Initiative Aims to Accelerate the Role of Green Hydrogen in Achieving EU Emission Reduction Goals. The European Commission will inaugurate this week its much anticipated Hydrogen Bank in order to support the increase of renewable hydrogen in the EU’s energy mix.
Inauguration of Hydrogen Bank:
- The European Commission is set to inaugurate its Hydrogen Bank this week, a highly anticipated initiative aimed at promoting and increasing the use of renewable hydrogen in the European Union’s energy mix.
Financial Support and Private Investment:
- The Hydrogen Bank will make €800 million available from European funds to support the hydrogen industry. The goal is to provide financial assistance to the sector while encouraging private investment in green hydrogen projects.
Decarbonization and Emission Reduction Goals:
- Green hydrogen is expected to play a pivotal role in the EU’s decarbonization efforts, contributing to the achievement of emission reduction goals set for 2050.

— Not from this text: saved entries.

// src/lib.rs
// Public library surface for the binary and integration tests.

pub mod bootstrap;
pub mod classify;
pub mod config;
pub mod confidence;
pub mod deal;
pub mod dedup;
pub mod extract;
pub mod ingest;
pub mod metrics;
pub mod normalize;
pub mod pipeline;
pub mod storage;

// ---- Re-exports for stable public API ----
pub use crate::classify::{ClassifiedArticle, DealClassifier, KeywordEngine};
pub use crate::config::PipelineConfig;
pub use crate::deal::{DealValue, ExtractedFields, StructuredDeal};
pub use crate::extract::LlmOracle;
pub use crate::ingest::types::{NewsFetcher, RawArticle};
pub use crate::pipeline::{ArticleError, Pipeline, PipelineReport};
pub use crate::storage::StorageWriter;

- Commission Executive Vice President Maroš Šefčovič emphasized the ambition to position the EU as a global leader in adopting new technologies, replacing fossil fuels with green hydrogen, and achieving a low or zero-carbon footprint in industries like steel production and transportation.
Current Hydrogen Consumption in the EU:
- In 2022, hydrogen accounted for less than 2% of the EU’s energy consumption, primarily used for producing chemical products like plastics and fertilizers.
Renewable Hydrogen Production Targets:
- The EU’s priority is to develop renewable hydrogen, with a target to produce 10 million tonnes domestically and import an additional ten million by 2030.
Hydrogen Week in Brussels:
- The Hydrogen Week in Brussels, launched on Monday, aims to facilitate collaboration between the European Commission, policymakers, researchers, and the industry to advance hydrogen-related initiatives.
Addressing Energy Crisis and Importing Hydrogen:
- Hydrogen Europe CEO Jorgo Chatzimarkakis highlighted the potential of hydrogen to address Europe’s energy crisis, especially considering countries with abundant wind and solar resources like Spain, Ireland, and Denmark.
- While local production is essential, the EU is also exploring partnerships for hydrogen imports, welcoming countries such as South Africa, Brazil, and Saudi Arabia.
Infrastructure and Projects Underway:
- Despite the need for infrastructure development and increased investment, several projects are already in progress. Germany has proposed a 400-mile hydrogen pipeline under the North Sea, and plans for an underwater pipeline between Spain and France for transporting green hydrogen are underway.
The Hydrogen Bank initiative underscores the EU’s commitment to advancing green hydrogen as a key element in its transition to a sustainable and low-carbon energy future.